The Company’s consolidated financial statements are based on a number of significant estimates, including oil
and natural gas revenues, accrued assets and liabilities, stock-based compensation, valuation of derivative
instruments, deferred tax assets and liabilities and oil and natural gas reserves. The estimates of oil and natural gas
reserves quantities and future net cash flows are the basis for the calculations of depletion and impairment of oil
and natural gas properties, as well as estimates of asset retirement obligations and certain tax accruals. The
Company’s oil and natural gas reserves estimates, which are inherently imprecise and based upon many factors that
are beyond the Company’s control, including oil and natural gas prices, are prepared by the Company’s engineering
staff in accordance with guidelines established by the Securities and Exchange Commission (“SEC”) and then
audited for their reasonableness and conformance with SEC guidelines by Netherland, Sewell & Associates, Inc.,
independent reservoir engineers.
Restricted Cash
Restricted cash represents a portion of the cash paid for the Loving County System by EnLink (as described in
Note 5) directly to a qualified intermediary to facilitate like-kind-exchange transactions for federal income tax
purposes as well as cash held by the Company’s less-than-wholly-owned subsidiaries. Not all of the cash deposited
with the qualified intermediary was used for like-kind-exchange transactions and, in January 2016, the remaining
balance of $42.1 million was returned to the Company by the qualified intermediary to be used for general corporate
purposes. By contractual agreement, the cash in the account held by the Company’s less-than-wholly-owned
subsidiaries is not to be commingled with other Company cash and is to be used only to fund the capital expenditures
and operations of these less-than-wholly-owned subsidiaries.
Accounts Receivable
The Company sells its operated oil, natural gas and natural gas liquids production to various purchasers
(see “ — Revenue Recognition” below). Due to the nature of the markets for oil, natural gas and natural gas liquids,
the Company does not believe that the loss of any one purchaser would significantly impact operations. In addition,
the Company may participate with industry partners in the drilling, completion and operation of oil and natural gas
wells. Substantially all of the Company’s accounts receivable are due from either purchasers of oil, natural gas
and natural gas liquids or participants in oil and natural gas wells for which the Company serves as the operator.
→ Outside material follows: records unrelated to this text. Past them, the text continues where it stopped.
//! URL → content-type classification.
//!
//! Categories are evaluated in the fixed priority order of
//! [`Category::ALL`]; the first category with a matching pattern wins and
//! anything unmatched is [`Category::General`].

use std::sync::LazyLock;

use regex::RegexSet;
use url::Url;

use crate::models::Category;

/// Patterns per category, matched case-insensitively against the full URL.
const RULES: &[(Category, &[&str])] = &[
    (
        Category::Email,
        &[
            r"^https?://mail\.google\.com/",
            r"^https?://outlook\.(live|office|office365)\.com/mail",
            r"^https?://mail\.yahoo\.com/",
            r"^https?://(mail\.)?proton\.me/",
            r"^https?://mail\.protonmail\.com/",
            r"^https?://(www\.)?fastmail\.com/mail",
            r"^https?://app\.hey\.com/",
        ],
    ),
    (
        Category::Chat,
        &[
            r"^https?://([a-z0-9-]+\.)*slack\.com/(client|archives|messages)/",
            r"^https?://(www\.)?discord\.com/channels/",
            r"^https?://web\.whatsapp\.com/",
            r"^https?://web\.telegram\.org/",
            r"^https?://(www\.)?messenger\.com/",
            r"^https?://teams\.microsoft\.com/",
            r"^https?://chat\.google\.com/",
        ],
    ),
    (
        Category::Document,
        &[
            r"^https?://docs\.google\.com/",
            r"^https?://drive\.google\.com/",
            r"^https?://(www\.)?notion\.so/",
            r"^https?://[a-z0-9-]+\.notion\.site/",
            r"^https?://[a-z0-9-]+\.atlassian\.net/wiki/",
            r"^https?://(www\.)?dropbox\.com/",
            r"^https?://[a-z0-9-]+\.sharepoint\.com/",
            r"^https?://(www\.)?figma\.com/(file|design)/",
            r"^https?://(www\.)?overleaf\.com/project/",
            r"\.pdf([?#]|$)",
        ],
    ),
    (
        Category::Social,
        &[
            r"^https?://(www\.|mobile\.)?(twitter|x)\.com/",
            r"^https?://(www\.)?linkedin\.com/",
            r"^https?://(www\.|m\.)?facebook\.com/",
            r"^https?://(www\.|old\.)?reddit\.com/",
            r"^https?://(www\.)?instagram\.com/",
            r"^https?://(www\.)?threads\.net/",
            r"^https?://bsky\.app/",
            r"^https?://(www\.)?mastodon\.[a-z]+/",
            r"^https?://news\.ycombinator\.com/item",
        ],
    ),
    (
        Category::Meeting,
        &[
            r"^https?://meet\.google\.com/",
            r"^https?://([a-z0-9-]+\.)?zoom\.us/(j|wc|my|rec)/",
            r"^https?://[a-z0-9-]+\.webex\.com/",
            r"^https?://calendar\.google\.com/",
            r"^https?://(www\.)?calendly\.com/",
            r"^https?://app\.gather\.town/",
        ],
    ),
    (
        Category::Article,
        &[
            r"^https?://([a-z0-9-]+\.)?medium\.com/",
            r"^https?://[a-z0-9-]+\.substack\.com/",
            r"^https?://([a-z]+\.)?wikipedia\.org/wiki/",
            r"^https?://(www\.)?(nytimes|theguardian|bbc|washingtonpost|reuters|bloomberg|economist|theatlantic|wired|arstechnica)\.(com|co\.uk)/",
            r"^https?://news\.[a-z0-9.-]+/",
            r"^https?://dev\.to/",
            r"/(blog|blogs|article|articles|post|posts|news)/",
        ],
    ),
    (
        Category::Search,
        &[
            r"^https?://(www\.)?google\.[a-z.]+/search",
            r"^https?://(www\.)?bing\.com/search",
            r"^https?://(html\.)?duckduckgo\.com/.*[?&]q=",
            r"^https?://search\.yahoo\.com/search",
            r"^https?://(www\.)?kagi\.com/search",
            r"^https?://search\.brave\.com/search",
            r"^https?://(www\.)?perplexity\.ai/search",
            r"/search\?(.*&)?(q|query)=",
        ],
    ),
];

struct CompiledRule {
    category: Category,
    set: RegexSet,
}

static COMPILED: LazyLock<Vec<CompiledRule>> = LazyLock::new(|| {
    RULES
        .iter()
        .filter_map(|(category, patterns)| {
            let anchored: Vec<String> = patterns.iter().map(|p| format!("(?i){}", p)).collect();
            match RegexSet::new(&anchored) {
                Ok(set) => Some(CompiledRule {
                    category: *category,
                    set,
                }),
                Err(e) => {
                    tracing::error!(category = %category, error = %e, "classifier rule failed to compile");
                    None
                }
            }
        })
        .collect()
});

/// Classifies origin URLs into content-type categories.
///
/// Pure and infallible; an unmatched URL is [`Category::General`].
#[derive(Debug, Clone, Copy, Default)]
pub struct Classifier;

impl Classifier {
    pub fn new() -> Self {
        Classifier
    }

    pub fn classify(&self, url: &str) -> Category {
        let url = url.trim();
        COMPILED
            .iter()
            .find(|rule| rule.set.is_match(url))
            .map(|rule| rule.category)
            .unwrap_or(Category::General)
    }
}

/// Returns the first non-empty, percent-decoded value of any of `keys` in
/// the URL query string.
pub fn query_param(url: &str, keys: &[&str]) -> Option<String> {
    let parsed = Url::parse(url.trim()).ok()?;
    let value = parsed
        .query_pairs()
        .find(|(k, v)| keys.contains(&&**k) && !v.is_empty())
        .map(|(_, v)| v.into_owned());
    value
}

#[cfg(test)]
mod tests {
    use super::*;

    fn classify(url: &str) -> Category {
        Classifier::new().classify(url)
    }

    #[test]
    fn test_each_category() {
        assert_eq!(classify("https://mail.google.com/mail/u/0/#inbox"), Category::Email);
        assert_eq!(classify("https://app.slack.com/client/T1/C1"), Category::Chat);
        assert_eq!(classify("https://docs.google.com/document/d/abc/edit"), Category::Document);
        assert_eq!(classify("https://x.com/someone/status/1"), Category::Social);
        assert_eq!(classify("https://meet.google.com/abc-defg-hij"), Category::Meeting);
        assert_eq!(classify("https://en.wikipedia.org/wiki/Rust"), Category::Article);
        assert_eq!(classify("https://www.google.com/search?q=rust"), Category::Search);
        assert_eq!(classify("https://example.com/"), Category::General);
    }

    #[test]
    fn test_priority_first_match_wins() {
        // Matches both an article host and a search path.
        assert_eq!(classify("https://medium.com/search?q=rust"), Category::Article);
        // A blog path on a document host stays a document.
        assert_eq!(classify("https://www.notion.so/blog/post"), Category::Document);
    }

    #[test]
    fn test_case_insensitive() {
        assert_eq!(classify("HTTPS://APP.SLACK.COM/CLIENT/T1"), Category::Chat);
    }

    #[test]
    fn test_never_fails_on_garbage() {
        assert_eq!(classify(""), Category::General);
        assert_eq!(classify("::::"), Category::General);
    }

    #[test]
    fn test_query_param() {
        assert_eq!(
            query_param("https://www.google.com/search?client=x&q=rust+lang%21", &["q"]).as_deref(),
            Some("rust lang!")
        );
        assert_eq!(query_param("https://example.com/", &["q"]), None);
        assert_eq!(query_param("https://example.com/?q=", &["q"]), None);
        assert_eq!(
            query_param("https://search.yahoo.com/search?p=caf%C3%A9#top", &["q", "p"]).as_deref(),
            Some("café")
        );
        assert_eq!(query_param("not a url?q=x", &["q"]), None);
    }
}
Accounts receivable are due within 30 to 60 days of the production date and 30 days of the billing date and are
stated at amounts due from purchasers and industry partners. Amounts are considered past due if they have been
outstanding for 60 days or more. No interest is typically charged on past due amounts.
Notes to Consolidated Financial Statements FORM 10-K
F-10
MATADOR RESOURCES COMPANY
NOTE 2 — SUMMARY OF SIGNIFICANT ACCOUNTING POLICIES — Continued
The Company reviews its need for an allowance for doubtful accounts on a periodic basis and determines the
allowance, if any, by considering the length of time past due, previous loss history, future net revenues of the
debtor’s ownership interest in oil and natural gas properties operated by the Company and the debtor’s ability to pay
its obligations, among other things. The Company has no allowance for doubtful accounts related to its accounts
receivable for any reporting period presented.
Lease and Well Equipment Inventory
Lease and well equipment inventory is stated at the lower of cost or market and consists entirely of equipment
scheduled for use in future well operations or equipment held for sale.
Oil and Natural Gas Properties
The Company uses the full-cost method of accounting for its investments in oil and natural gas properties.
Under this method of accounting, all costs associated with the acquisition, exploration and development of oil and
natural gas properties and reserves, including unproved and unevaluated property costs, are capitalized as incurred
and accumulated in a single cost center representing the Company’s activities, which are undertaken exclusively in
the United States. Such costs include lease acquisition costs, geological and geophysical expenditures, lease
rentals on undeveloped properties, costs of drilling both productive and non-productive wells, capitalized interest
on qualifying projects and general and administrative expenses directly related to acquisition, exploration and
development activities, but do not include any costs related to production, selling or general corporate administrative
activities. The Company capitalized $6.9 million, $6.4 million and $3.7 million of its general and administrative
costs in 2015, 2014 and 2013, respectively. The Company capitalized $3.9 million, $2.8 million and $1.9 million of its
interest expense for the years ended December 31, 2015, 2014 and 2013, respectively.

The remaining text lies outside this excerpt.